Though Kerins played twice as many career major league games at first base as he did at catcher, he was often known more for his play at the latter position. In Louisville, he was the personal catcher for left-handed knuckleball pitcher Toad Ramsey. He led the league's catchers in 1886 with 157 assists despite catching only 65 games. Many of those assists came on one of Ramsey's 499 strikeouts that season when Kerins would mishandle a Ramsey knuckleball, which necessitated a throw to first base to complete the strikeout. Offensively, the 1887 season may have been his best; he hit.294 with a league-leading 19 triples and 49 stolen bases.
Kerins finished the 1889 season with the Baltimore Orioles. Before the 1890 season, Kerins was working as a bartender in Indianapolis. He returned to the Orioles for the 1890 season but did not play in any regular season games before he was released in May of that year; he played for the St. Louis Browns for the rest of the season, concluding his playing career. In addition to playing, twice he was named interim manager, once with the Colonels in and also in his one season with the Browns.
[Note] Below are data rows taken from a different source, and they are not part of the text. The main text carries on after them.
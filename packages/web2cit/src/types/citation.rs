//! Citation types: the simplified Citoid citation read by selections and the
//! citation assembled from template output.

use chrono::{NaiveDate, Utc};
use indexmap::IndexMap;
use serde::{Deserialize, Serialize};
use serde_json::Value;

use crate::types::field_name::FieldName;

/// Keys a citoid selection may read from a [`SimpleCitation`].
pub const SIMPLE_CITATION_FIELDS: &[&str] = &[
    "itemType",
    "title",
    "url",
    "abstractNote",
    "date",
    "accessDate",
    "language",
    "shortTitle",
    "publicationTitle",
    "websiteTitle",
    "blogTitle",
    "bookTitle",
    "encyclopediaTitle",
    "publisher",
    "place",
    "series",
    "edition",
    "volume",
    "issue",
    "pages",
    "section",
    "ISBN",
    "ISSN",
    "DOI",
    "PMID",
    "PMCID",
    "libraryCatalog",
    "rights",
    "extra",
    "tags",
    "authorFirst",
    "authorLast",
    "editorFirst",
    "editorLast",
    "contributorFirst",
    "contributorLast",
];

/// Creator lists in a Citoid response, as `[first, last]` pairs.
const CREATOR_KEYS: &[&str] = &["author", "editor", "contributor"];

/// A value in a simplified citation.
#[derive(Debug, Clone, PartialEq, Eq, Serialize, Deserialize)]
#[serde(untagged)]
pub enum CitationValue {
    Single(String),
    Multiple(Vec<String>),
}

impl CitationValue {
    /// Values as a sequence; scalars become a one-element sequence.
    pub fn to_vec(&self) -> Vec<String> {
        match self {
            CitationValue::Single(value) => vec![value.clone()],
            CitationValue::Multiple(values) => values.clone(),
        }
    }
}

/// Citoid citation flattened to string and string-list values.
///
/// Creator pairs are split into `<role>First` / `<role>Last` lists.
#[derive(Debug, Clone, Default, PartialEq, Eq, Serialize, Deserialize)]
#[serde(transparent)]
pub struct SimpleCitation {
    values: IndexMap<String, CitationValue>,
}

impl SimpleCitation {
    /// Create an empty citation.
    pub fn new() -> Self {
        Self::default()
    }

    /// Set a scalar value.
    pub fn with_value(mut self, key: impl Into<String>, value: impl Into<String>) -> Self {
        self.values
            .insert(key.into(), CitationValue::Single(value.into()));
        self
    }

    /// Set a list value.
    pub fn with_values(
        mut self,
        key: impl Into<String>,
        values: impl IntoIterator<Item = impl Into<String>>,
    ) -> Self {
        self.values.insert(
            key.into(),
            CitationValue::Multiple(values.into_iter().map(Into::into).collect()),
        );
        self
    }

    /// Look up a key.
    pub fn get(&self, key: &str) -> Option<&CitationValue> {
        self.values.get(key)
    }

    /// Number of keys.
    pub fn len(&self) -> usize {
        self.values.len()
    }

    /// Whether the citation has no keys.
    pub fn is_empty(&self) -> bool {
        self.values.is_empty()
    }

    /// Simplify one citation object in Citoid's `mediawiki` format.
    ///
    /// Strings and numbers become scalars, string arrays become lists,
    /// tag objects become a list of tag names, creator pairs are split.
    /// Anything else is dropped.
    pub fn from_mediawiki(citation: &Value) -> Self {
        let mut simple = Self::new();
        let Some(object) = citation.as_object() else {
            return simple;
        };

        for (key, value) in object {
            if CREATOR_KEYS.contains(&key.as_str()) {
                let (firsts, lasts) = split_creators(value);
                simple = simple
                    .with_values(format!("{}First", key), firsts)
                    .with_values(format!("{}Last", key), lasts);
                continue;
            }

            match value {
                Value::String(s) => simple = simple.with_value(key.as_str(), s.as_str()),
                Value::Number(n) => simple = simple.with_value(key.as_str(), n.to_string()),
                Value::Array(items) => {
                    let strings: Vec<String> = items
                        .iter()
                        .filter_map(|item| match item {
                            Value::String(s) => Some(s.clone()),
                            Value::Object(o) => {
                                o.get("tag").and_then(Value::as_str).map(str::to_string)
                            }
                            _ => None,
                        })
                        .collect();
                    simple = simple.with_values(key.as_str(), strings);
                }
                _ => {}
            }
        }

        simple
    }
}

fn split_creators(value: &Value) -> (Vec<String>, Vec<String>) {
    let mut firsts = Vec::new();
    let mut lasts = Vec::new();

    for creator in value.as_array().into_iter().flatten() {
        let part = |i: usize| {
            creator
                .get(i)
                .and_then(Value::as_str)
                .unwrap_or_default()
                .to_string()
        };
        firsts.push(part(0));
        lasts.push(part(1));
    }

    (firsts, lasts)
}

/// A creator of the cited work.
#[derive(Debug, Clone, PartialEq, Eq, Serialize, Deserialize)]
pub struct Author {
    pub first: String,
    pub last: String,
}

/// Citation assembled from a template's field outputs.
#[derive(Debug, Clone, PartialEq, Eq, Serialize, Deserialize)]
#[serde(rename_all = "camelCase")]
pub struct Citation {
    pub item_type: Option<String>,
    pub title: Option<String>,
    #[serde(default)]
    pub authors: Vec<Author>,
    pub date: Option<String>,
    pub published_in: Option<String>,
    pub published_by: Option<String>,
    pub language: Option<String>,
    pub url: String,
    pub access_date: NaiveDate,
}

impl Citation {
    /// Start an empty citation for `url`, accessed today.
    pub fn new(url: impl Into<String>) -> Self {
        Self {
            item_type: None,
            title: None,
            authors: Vec::new(),
            date: None,
            published_in: None,
            published_by: None,
            language: None,
            url: url.into(),
            access_date: Utc::now().date_naive(),
        }
    }

    /// Apply a validated field output to the citation.
    ///
    /// Author first and last names are zipped by position; whichever list is
    /// shorter is padded with empty strings. Control fields are ignored.
    pub fn apply(&mut self, name: FieldName, values: &[String]) {
        let first = values.first().cloned();
        match name {
            FieldName::ItemType => self.item_type = first,
            FieldName::Title => self.title = first,
            FieldName::Date => self.date = first,
            FieldName::PublishedIn => self.published_in = first,
            FieldName::PublishedBy => self.published_by = first,
            FieldName::Language => self.language = first,
            FieldName::AuthorFirst => self.set_author_names(values, |a, v| a.first = v),
            FieldName::AuthorLast => self.set_author_names(values, |a, v| a.last = v),
            FieldName::Control => {}
        }
    }

    fn set_author_names(&mut self, values: &[String], set: impl Fn(&mut Author, String)) {
        while self.authors.len() < values.len() {
            self.authors.push(Author {
                first: String::new(),
                last: String::new(),
            });
        }
        for (author, value) in self.authors.iter_mut().zip(values) {
            set(author, value.clone());
        }
    }
}

#[cfg(test)]
mod tests {
    use super::*;
    use serde_json::json;

    #[test]
    fn test_from_mediawiki_flattens_values() {
        let raw = json!({
            "itemType": "newspaperArticle",
            "title": "Sample article",
            "author": [["John", "Smith"], ["Jane", "Doe"]],
            "tags": [{"tag": "science", "type": 0}],
            "ISSN": ["1234-5678"],
            "pages": 12,
            "source": {"nested": true}
        });

        let simple = SimpleCitation::from_mediawiki(&raw);

        assert_eq!(
            simple.get("title"),
            Some(&CitationValue::Single("Sample article".to_string()))
        );
        assert_eq!(
            simple.get("authorFirst").unwrap().to_vec(),
            vec!["John".to_string(), "Jane".to_string()]
        );
        assert_eq!(
            simple.get("authorLast").unwrap().to_vec(),
            vec!["Smith".to_string(), "Doe".to_string()]
        );
        assert_eq!(simple.get("tags").unwrap().to_vec(), vec!["science".to_string()]);
        assert_eq!(simple.get("pages").unwrap().to_vec(), vec!["12".to_string()]);
        assert!(simple.get("source").is_none());
    }

    #[test]
    fn test_apply_zips_authors() {
        let mut citation = Citation::new("https://example.com/a");
        citation.apply(FieldName::AuthorLast, &["Smith".to_string(), "Doe".to_string()]);
        citation.apply(FieldName::AuthorFirst, &["John".to_string()]);
        citation.apply(FieldName::Title, &["Title".to_string()]);
        citation.apply(FieldName::Control, &["ignored".to_string()]);

        assert_eq!(citation.authors.len(), 2);
        assert_eq!(citation.authors[0].first, "John");
        assert_eq!(citation.authors[0].last, "Smith");
        assert_eq!(citation.authors[1].first, "");
        assert_eq!(citation.authors[1].last, "Doe");
        assert_eq!(citation.title.as_deref(), Some("Title"));
    }
}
He also umpired a total of 246 major league games, mostly in the American Association from 1889 to 1891. His appointment as an AA umpire was made official in April 1891, after Kerins had retired as a player.
By 1895, Kerins was working as a bartender at a Louisville bar partly owned by major league outfielder Tom Brown. In 1907, when another man of the same name was hired as an AA umpire, Kerins was still working as a bartender. Late in life, Kerins worked as a houseman at the Tyler Hotel in Louisville, Kentucky. He suffered from rheumatism and died after two weeks in a Louisville hospital in 1919. He was buried in a potter's field, but he was later reinterred at Cave Hill Cemetery in Louisville.